Author | Keith Waterhouse |
---|---|
Country | United Kingdom |
Language | English |
Genre | Comedy |
Publisher | Michael Joseph |
Publication date | 1975 |
Media type |
Billy Liar on the Moon is a 1975 comedy novel by the British writer Keith Waterhouse. It is the sequel to his 1959 work Billy Liar.[1] It continues the adventures of Billy Fisher, now grown up but continuing to live in a fantasy world.
Synopsis
Billy Fisher, aged 33, lives in Shepford, a (fictitious) town located somewhere south of Birmingham and close to the M1 motorway. He works in the Information and Publicity Department of Shepford District Council. Shepford is gradually losing what character it had to an ongoing process of insensitive redevelopment and replanning. One of Billy's roles is to help put a positive spin on this, and he is involved in preparing the latest edition of the town guidebook, Pageantry with Progress. He is married to Jeanette, and lives with her and his widowed mother in a 12th-floor flat on the Fairways estate. The marriage is uncomfortable: one cause of friction is that Jeanette has aspirations of moving to a bungalow (nicknamed by Billy "Mortgagedene") on the new out-of-town Mayfield development.

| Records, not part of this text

//! Test driver that records every native call instead of issuing it.

use std::collections::HashMap;
use std::num::NonZeroU32;

use super::backend::GlContext;
use super::driver::{GlDriver, NativeName};
use super::init::GlInit;
use crate::gfx::caps::Uniform;

/// Uniform payload flattened to its scalar components.
#[derive(Debug, Clone, PartialEq)]
pub enum RecordedUniform {
    Ints(Vec<i32>),
    Floats(Vec<f32>),
}

impl RecordedUniform {
    fn of(value: &Uniform<'_>) -> Self {
        use RecordedUniform::{Floats, Ints};
        match *value {
            Uniform::Int(v) => Ints(vec![v]),
            Uniform::Float(v) => Floats(vec![v]),
            Uniform::IVec2(v) => Ints(v.to_array().to_vec()),
            Uniform::Vec2(v) => Floats(v.to_array().to_vec()),
            Uniform::IVec3(v) => Ints(v.to_array().to_vec()),
            Uniform::Vec3(v) => Floats(v.to_array().to_vec()),
            Uniform::IVec4(v) => Ints(v.to_array().to_vec()),
            Uniform::Vec4(v) => Floats(v.to_array().to_vec()),
            Uniform::Mat3(m) => Floats(m.to_cols_array().to_vec()),
            Uniform::Mat4(m) => Floats(m.to_cols_array().to_vec()),
            Uniform::IntArray(v) => Ints(v.to_vec()),
            Uniform::FloatArray(v) => Floats(v.to_vec()),
            Uniform::IVec2Array(v) => Ints(v.iter().flat_map(|x| x.to_array()).collect()),
            Uniform::Vec2Array(v) => Floats(v.iter().flat_map(|x| x.to_array()).collect()),
            Uniform::IVec3Array(v) => Ints(v.iter().flat_map(|x| x.to_array()).collect()),
            Uniform::Vec3Array(v) => Floats(v.iter().flat_map(|x| x.to_array()).collect()),
            Uniform::IVec4Array(v) => Ints(v.iter().flat_map(|x| x.to_array()).collect()),
            Uniform::Vec4Array(v) => Floats(v.iter().flat_map(|x| x.to_array()).collect()),
            Uniform::Mat3Array(v) => Floats(v.iter().flat_map(|m| m.to_cols_array()).collect()),
            Uniform::Mat4Array(v) => Floats(v.iter().flat_map(|m| m.to_cols_array()).collect()),
        }
    }
}

#[derive(Debug, Clone, PartialEq)]
pub enum Call {
    CreateShader { kind: u32, name: NativeName },
    CompileShader(NativeName),
    DeleteShader(NativeName),
    CreateProgram(NativeName),
    AttachShader(NativeName, NativeName),
    DetachShader(NativeName, NativeName),
    LinkProgram(NativeName),
    DeleteProgram(NativeName),
    UseProgram(Option<NativeName>),
    Uniform { location: u32, value: RecordedUniform },

    CreateBuffer(NativeName),
    BindArrayBuffer(Option<NativeName>),
    BufferData { data: Vec<u8>, usage: u32 },
    BufferStorage { size: i32, usage: u32 },
    BufferSubData { offset: i32, data: Vec<u8> },
    DeleteBuffer(NativeName),

    CreateVertexArray(NativeName),
    BindVertexArray(Option<NativeName>),
    DeleteVertexArray(NativeName),
    VertexAttribPointerF32 {
        index: u32,
        size: i32,
        ty: u32,
        normalized: bool,
        stride: i32,
        offset: i32,
    },
    VertexAttribPointerI32 {
        index: u32,
        size: i32,
        ty: u32,
        stride: i32,
        offset: i32,
    },
    EnableVertexAttribArray(u32),
    DrawArrays { mode: u32, first: i32, count: i32 },

    Viewport([i32; 4]),
    ClearColor([f32; 4]),
    Clear(u32),

    CreateFramebuffer(NativeName),
    BindFramebuffer { target: u32, framebuffer: Option<NativeName> },
    FramebufferTexture2d {
        target: u32,
        attachment: u32,
        texture: Option<NativeName>,
        level: i32,
    },
    DrawBuffers(Vec<u32>),
    BlitFramebuffer {
        src: [i32; 4],
        dst: [i32; 4],
        mask: u32,
        filter: u32,
    },
    DeleteFramebuffer(NativeName),

    CreateTexture(NativeName),
    ActiveTexture(u32),
    BindTexture2d(Option<NativeName>),
    TexImage2d {
        level: i32,
        internal_format: i32,
        width: i32,
        height: i32,
        format: u32,
        ty: u32,
        len: Option<usize>,
    },
    TexParameter2d { pname: u32, value: i32 },
    PixelStoreUnpackAlignment(i32),
    DeleteTexture(NativeName),
}

/// Records calls and hands out sequential native names.
///
/// `compile_error`/`link_error`, when set, make every compile or link fail
/// with that log.
#[derive(Debug)]
pub struct RecordingDriver {
    pub calls: Vec<Call>,
    pub version: (u32, u32),
    pub integers: HashMap<u32, i32>,
    pub compile_error: Option<String>,
    pub link_error: Option<String>,
    next_name: u32,
}

impl RecordingDriver {
    pub fn new() -> Self {
        let integers = HashMap::from([
            (glow::MAX_DRAW_BUFFERS, 8),
            (glow::MAX_COLOR_ATTACHMENTS, 8),
            (glow::MAX_VERTEX_ATTRIBS, 16),
            (glow::MAX_COMBINED_TEXTURE_IMAGE_UNITS, 16),
        ]);
        Self {
            calls: Vec::new(),
            version: (4, 3),
            integers,
            compile_error: None,
            link_error: None,
            next_name: 0,
        }
    }

    /// Calls recorded since the last drain.
    pub fn take_calls(&mut self) -> Vec<Call> {
        std::mem::take(&mut self.calls)
    }

    fn name(&mut self) -> NativeName {
        self.next_name += 1;
        NonZeroU32::new(self.next_name).expect("native names start at 1")
    }
}

/// Context over a fresh [`RecordingDriver`] with default limits.
pub fn recording_context() -> GlContext<RecordingDriver> {
    GlContext::with_driver(RecordingDriver::new(), GlInit::default()).expect("recording driver meets every requirement")
}

impl GlDriver for RecordingDriver {
    fn version(&self) -> (u32, u32) {
        self.version
    }

    fn get_integer(&self, pname: u32) -> i32 {
        self.integers.get(&pname).copied().unwrap_or(0)
    }

    fn create_shader(&mut self, kind: u32) -> Result<NativeName, String> {
        let name = self.name();
        self.calls.push(Call::CreateShader { kind, name });
        Ok(name)
    }

    fn compile_shader(&mut self, shader: NativeName, _source: &str) -> bool {
        self.calls.push(Call::CompileShader(shader));
        self.compile_error.is_none()
    }

    fn shader_info_log(&self, _shader: NativeName) -> String {
        self.compile_error.clone().unwrap_or_default()
    }

    fn delete_shader(&mut self, shader: NativeName) {
        self.calls.push(Call::DeleteShader(shader));
    }

    fn create_program(&mut self) -> Result<NativeName, String> {
        let name = self.name();
        self.calls.push(Call::CreateProgram(name));
        Ok(name)
    }

    fn attach_shader(&mut self, program: NativeName, shader: NativeName) {
        self.calls.push(Call::AttachShader(program, shader));
    }

    fn detach_shader(&mut self, program: NativeName, shader: NativeName) {
        self.calls.push(Call::DetachShader(program, shader));
    }

    fn link_program(&mut self, program: NativeName) -> bool {
        self.calls.push(Call::LinkProgram(program));
        self.link_error.is_none()
    }

    fn program_info_log(&self, _program: NativeName) -> String {
        self.link_error.clone().unwrap_or_default()
    }

    fn delete_program(&mut self, program: NativeName) {
        self.calls.push(Call::DeleteProgram(program));
    }

    fn use_program(&mut self, program: Option<NativeName>) {
        self.calls.push(Call::UseProgram(program));
    }

    fn uniform(&mut self, location: u32, value: &Uniform<'_>) {
        self.calls.push(Call::Uniform {
            location,
            value: RecordedUniform::of(value),
        });
    }

    fn create_buffer(&mut self) -> Result<NativeName, String> {
        let name = self.name();
        self.calls.push(Call::CreateBuffer(name));
        Ok(name)
    }

    fn bind_array_buffer(&mut self, buffer: Option<NativeName>) {
        self.calls.push(Call::BindArrayBuffer(buffer));
    }

    fn buffer_data(&mut self, data: &[u8], usage: u32) {
        self.calls.push(Call::BufferData {
            data: data.to_vec(),
            usage,
        });
    }

    fn buffer_storage_size(&mut self, size: i32, usage: u32) {
        self.calls.push(Call::BufferStorage { size, usage });
    }

    fn buffer_sub_data(&mut self, offset: i32, data: &[u8]) {
        self.calls.push(Call::BufferSubData {
            offset,
            data: data.to_vec(),
        });
    }

    fn delete_buffer(&mut self, buffer: NativeName) {
        self.calls.push(Call::DeleteBuffer(buffer));
    }

    fn create_vertex_array(&mut self) -> Result<NativeName, String> {
        let name = self.name();
        self.calls.push(Call::CreateVertexArray(name));
        Ok(name)
    }

    fn bind_vertex_array(&mut self, vao: Option<NativeName>) {
        self.calls.push(Call::BindVertexArray(vao));
    }

    fn delete_vertex_array(&mut self, vao: NativeName) {
        self.calls.push(Call::DeleteVertexArray(vao));
    }

    fn vertex_attrib_pointer_f32(&mut self, index: u32, size: i32, ty: u32, normalized: bool, stride: i32, offset: i32) {
        self.calls.push(Call::VertexAttribPointerF32 {
            index,
            size,
            ty,
            normalized,
            stride,
            offset,
        });
    }

    fn vertex_attrib_pointer_i32(&mut self, index: u32, size: i32, ty: u32, stride: i32, offset: i32) {
        self.calls.push(Call::VertexAttribPointerI32 {
            index,
            size,
            ty,
            stride,
            offset,
        });
    }

    fn enable_vertex_attrib_array(&mut self, index: u32) {
        self.calls.push(Call::EnableVertexAttribArray(index));
    }

    fn draw_arrays(&mut self, mode: u32, first: i32, count: i32) {
        self.calls.push(Call::DrawArrays { mode, first, count });
    }

    fn viewport(&mut self, x: i32, y: i32, width: i32, height: i32) {
        self.calls.push(Call::Viewport([x, y, width, height]));
    }

    fn clear_color(&mut self, r: f32, g: f32, b: f32, a: f32) {
        self.calls.push(Call::ClearColor([r, g, b, a]));
    }

    fn clear(&mut self, mask: u32) {
        self.calls.push(Call::Clear(mask));
    }

    fn create_framebuffer(&mut self) -> Result<NativeName, String> {
        let name = self.name();
        self.calls.push(Call::CreateFramebuffer(name));
        Ok(name)
    }

    fn bind_framebuffer(&mut self, target: u32, framebuffer: Option<NativeName>) {
        self.calls.push(Call::BindFramebuffer { target, framebuffer });
    }

    fn framebuffer_texture_2d(&mut self, target: u32, attachment: u32, texture: Option<NativeName>, level: i32) {
        self.calls.push(Call::FramebufferTexture2d {
            target,
            attachment,
            texture,
            level,
        });
    }

    fn draw_buffers(&mut self, buffers: &[u32]) {
        self.calls.push(Call::DrawBuffers(buffers.to_vec()));
    }

    fn blit_framebuffer(&mut self, src: [i32; 4], dst: [i32; 4], mask: u32, filter: u32) {
        self.calls.push(Call::BlitFramebuffer { src, dst, mask, filter });
    }

    fn delete_framebuffer(&mut self, framebuffer: NativeName) {
        self.calls.push(Call::DeleteFramebuffer(framebuffer));
    }

    fn create_texture(&mut self) -> Result<NativeName, String> {
        let name = self.name();
        self.calls.push(Call::CreateTexture(name));
        Ok(name)
    }

    fn active_texture(&mut self, unit: u32) {
        self.calls.push(Call::ActiveTexture(unit));
    }

    fn bind_texture_2d(&mut self, texture: Option<NativeName>) {
        self.calls.push(Call::BindTexture2d(texture));
    }

    fn tex_image_2d(
        &mut self,
        level: i32,
        internal_format: i32,
        width: i32,
        height: i32,
        format: u32,
        ty: u32,
        pixels: Option<&[u8]>,
    ) {
        self.calls.push(Call::TexImage2d {
            level,
            internal_format,
            width,
            height,
            format,
            ty,
            len: pixels.map(<[u8]>::len),
        });
    }

    fn tex_parameter_2d(&mut self, pname: u32, value: i32) {
        self.calls.push(Call::TexParameter2d { pname, value });
    }

    fn pixel_store_unpack_alignment(&mut self, alignment: i32) {
        self.calls.push(Call::PixelStoreUnpackAlignment(alignment));
    }

    fn delete_texture(&mut self, texture: NativeName) {
        self.calls.push(Call::DeleteTexture(texture));
    }
}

Billy is also involved in an extramarital affair with Helen Lightfoot, a married woman. This relationship is similarly strained, as Helen wants a higher level of emotional commitment from Billy, and often phones him at home or work (sometimes when drunk), attempting to bluff her way past his wife or secretaries by adopting various false identities. Billy's head of department is Reggie Rainbell, known to Billy as "Pisspot" on account of his heavy drinking. Rainbell is often absent from work, but is also approaching retirement: Billy hopes to succeed to his job. Meanwhile, Billy has an inner fantasy life, in which he and his alter ego, a wisecracking American named Oscar, exchange comments on the world around them.
Life becomes increasingly complicated. Billy has routinely reclaimed the costs of his dates with Helen as work-related expenses: there are now signs that a rival candidate for Rainbell's job, James Purchase of the Finance Department, is investigating these claims. Trying to cover up for an unwelcome visit from Helen at home, Billy claims that he has had a set of golf clubs stolen: the police (in the form of Detective Constable Jack Carpenter) become involved, and Billy is drawn into another convoluted web of deceit. His junior colleague, Hattersley, informs Geoffrey Lightfoot, Helen's husband, of his wife's infidelity, leading to an awkward confrontation. The influential Councillor Percy Drummond, whom Billy has been trying to impress, is revealed to have sold the Town Hall in a highly questionable deal. On a visit to view a show bungalow in Mayfield, Billy and Jeanette discover Helen and Detective Constable Carpenter naked in bed together.
The Shepford Festival, a local carnival event, descends into chaos, thanks in part to poor planning by Billy; and the published Pageantry with Progress is found to contain an offensive caption which Billy had written as a joke, but which Hattersley had surreptitiously inserted into the final copy. Nevertheless, Billy's failings are overshadowed by the very public arrest at the end of the Festival of both Drummond and Purchase on charges of corruption. Rainbell is given early retirement, and Hattersley is appointed his successor. Billy is offered (with little option to refuse) a transfer to a lower status job in the Rates Office. Jeanette announces that she is pregnant, and Billy reluctantly agrees to take out a mortgage on a bungalow.
References
- ↑ Russell 2004, p. 99.
Bibliography
- Russell, Dave. Looking North: Northern England and the National Imagination. Manchester University Press, 2004.
- Woods, Tim. Who's Who of Twentieth Century Novelists. Routledge, 2008.